Monokine induced by interferon gamma (MIG/CXCL9) is an independent prognostic factor in newly diagnosed myeloma.

Immune suppression is a hallmark of multiple myeloma (MM), but data on soluble factors involved in the fate of immune effector cells are limited. The CXCR3-binding chemokine monokine induced by interferon-gamma (MIG/CXCL9) has been associated with tumor progression, immune escape, and angiogenesis in several malignancies. We here aimed to evaluate the prognostic relevance of MIG in MM. MIG serum levels were significantly elevated in newly diagnosed MM patients (n = 105) compared to patients with monoclonal gammopathy of undetermined significance (MGUS; n = 17) and healthy controls (n = 37). MIG expression in stromal compartments but not purified MM cells correlated with serum levels.
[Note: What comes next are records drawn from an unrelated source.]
//! Natural-language-to-SQL over the card table.
//!
//! Two completions per question: one to produce a SELECT against the fixed
//! schema, one to phrase the rows as an answer. The store's read-only guard
//! is the last line of defense against whatever the model emits.

use std::sync::Arc;

use cardvault::CardStore;

use crate::engines::strip_code_fences;
use crate::errors::AppError;
use crate::llm::Llm;

const MAX_RENDERED_ROWS: usize = 50;

pub struct SqlQueryEngine {
    store: Arc<CardStore>,
    llm: Arc<dyn Llm>,
}

impl SqlQueryEngine {
    #[must_use]
    pub fn new(store: Arc<CardStore>, llm: Arc<dyn Llm>) -> Self {
        Self { store, llm }
    }

    /// Generates SQL for the question, runs it, and phrases the result.
    pub async fn query(&self, question: &str) -> Result<String, AppError> {
        let sql = self.generate_sql(question).await?;
        tracing::info!(%sql, "running generated SQL");
        let rows = self.store.select(&sql).await?;
        let rendered = render_rows(&rows);

        let prompt = format!(
            "Answer the question using only the SQL result below.\n\n\
             Question: {question}\n\
             SQL: {sql}\n\
             Result rows (JSON): {rendered}\n\n\
             If the result is empty, say that no matching card was found. \
             Keep the answer short and factual.\nAnswer:"
        );
        self.llm.complete(&prompt).await
    }

    async fn generate_sql(&self, question: &str) -> Result<String, AppError> {
        let prompt = format!(
            "You translate questions about a trading card database into SQLite.\n\
             The only table is defined as:\n\n{}\n\n\
             Rules:\n\
             - Respond with exactly one SELECT statement and nothing else.\n\
             - Double-quote the \"desc\" column whenever you reference it.\n\
             - Match card names with LIKE and '%' wildcards.\n\n\
             Question: {question}\nSQL:",
            CardStore::schema_text(),
        );
        let raw = self.llm.complete(&prompt).await?;
        extract_sql(&raw)
    }
}

/// Pulls the SELECT out of a model response, dropping fences and any prose
/// before it.
fn extract_sql(raw: &str) -> Result<String, AppError> {
    let cleaned = strip_code_fences(raw);
    let lowered = cleaned.to_ascii_lowercase();
    let start = lowered.find("select").ok_or_else(|| {
        AppError::Sql(cleaned.chars().take(80).collect::<String>())
    })?;
    Ok(cleaned[start..].trim().to_string())
}

fn render_rows(rows: &[serde_json::Map<String, serde_json::Value>]) -> String {
    if rows.is_empty() {
        return "[]".to_string();
    }
    let shown = rows.len().min(MAX_RENDERED_ROWS);
    let mut rendered = serde_json::to_string(&rows[..shown]).unwrap_or_else(|_| "[]".to_string());
    if rows.len() > shown {
        rendered.push_str(&format!("\n({shown} of {} rows shown)", rows.len()));
    }
    rendered
}

#[cfg(test)]
mod tests {
    use super::*;
    use crate::engines::testing::StubLlm;

    fn sample_cards() -> Vec<cardvault::Card> {
        [
            serde_json::json!({
                "id": 46986414,
                "name": "Dark Magician",
                "type": "Normal Monster",
                "desc": "The ultimate wizard.",
                "race": "Spellcaster",
                "atk": 2500,
                "def": 2100,
                "level": 7,
                "attribute": "DARK"
            }),
            serde_json::json!({
                "id": 53129443,
                "name": "Dark Hole",
                "type": "Spell Card",
                "desc": "Destroy all monsters on the field.",
                "race": "Normal"
            }),
        ]
        .into_iter()
        .map(|raw| serde_json::from_value(raw).unwrap())
        .collect()
    }

    async fn engine_with(llm: Arc<StubLlm>) -> SqlQueryEngine {
        let store = CardStore::open_in_memory().await.unwrap();
        store.materialize(&sample_cards()).await.unwrap();
        SqlQueryEngine::new(Arc::new(store), llm)
    }

    #[test]
    fn extract_sql_handles_fences_and_preambles() {
        assert_eq!(
            extract_sql("```sql\nSELECT name FROM cards\n```").unwrap(),
            "SELECT name FROM cards"
        );
        assert_eq!(
            extract_sql("Here is the query:\nSELECT atk FROM cards WHERE name LIKE '%Magician%'")
                .unwrap(),
            "SELECT atk FROM cards WHERE name LIKE '%Magician%'"
        );
        let err = extract_sql("I cannot answer that.").unwrap_err();
        assert!(matches!(err, AppError::Sql(_)), "got {err:?}");
    }

    #[tokio::test]
    async fn query_runs_the_generated_select_and_phrases_rows() {
        let llm = Arc::new(StubLlm::new([
            "```sql\nSELECT name, atk FROM cards WHERE atk IS NOT NULL\n```",
            "Dark Magician has 2500 ATK.",
        ]));
        let engine = engine_with(llm.clone()).await;

        let answer = engine
            .query("What is the ATK of Dark Magician?")
            .await
            .unwrap();
        assert_eq!(answer, "Dark Magician has 2500 ATK.");

        let prompts = llm.prompts();
        assert_eq!(prompts.len(), 2);
        assert!(prompts[0].contains("CREATE TABLE cards"));
        assert!(prompts[1].contains("Dark Magician"), "{}", prompts[1]);
        assert!(prompts[1].contains("2500"));
    }

    #[tokio::test]
    async fn mutating_sql_from_the_model_never_reaches_the_table() {
        let llm = Arc::new(StubLlm::new(["SELECT 1; DROP TABLE cards"]));
        let engine = engine_with(llm).await;

        let err = engine.query("delete everything").await.unwrap_err();
        assert!(matches!(err, AppError::Cards(_)), "got {err:?}");
        assert_eq!(engine.store.count().await.unwrap(), 2);
    }

    #[tokio::test]
    async fn refusals_surface_as_sql_errors() {
        let llm = Arc::new(StubLlm::new(["DROP TABLE cards"]));
        let engine = engine_with(llm).await;
        let err = engine.query("anything").await.unwrap_err();
        assert!(matches!(err, AppError::Sql(_)), "got {err:?}");
    }

    #[test]
    fn row_rendering_caps_large_results() {
        let row: serde_json::Map<String, serde_json::Value> =
            [("name".to_string(), serde_json::Value::String("X".into()))]
                .into_iter()
                .collect();
        let rows = vec![row; 60];
        let rendered = render_rows(&rows);
        assert!(rendered.contains("(50 of 60 rows shown)"));
        assert_eq!(render_rows(&[]), "[]");
    }
}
High MIG serum levels were significantly associated with established prognostic markers (international staging system: R = 0.25, p = 0.001; age: R = 0.47, p < 0.0001; lactate-dehydrogenase: R = 0.34, p = 0.0005) and poor overall survival (OS) (median OS 17.0 months vs. not reached, p < 0.001). A similar association was found for CXCL10 and CXCL11. Multivariate regression analysis indicated MIG as an independent prognostic factor of OS.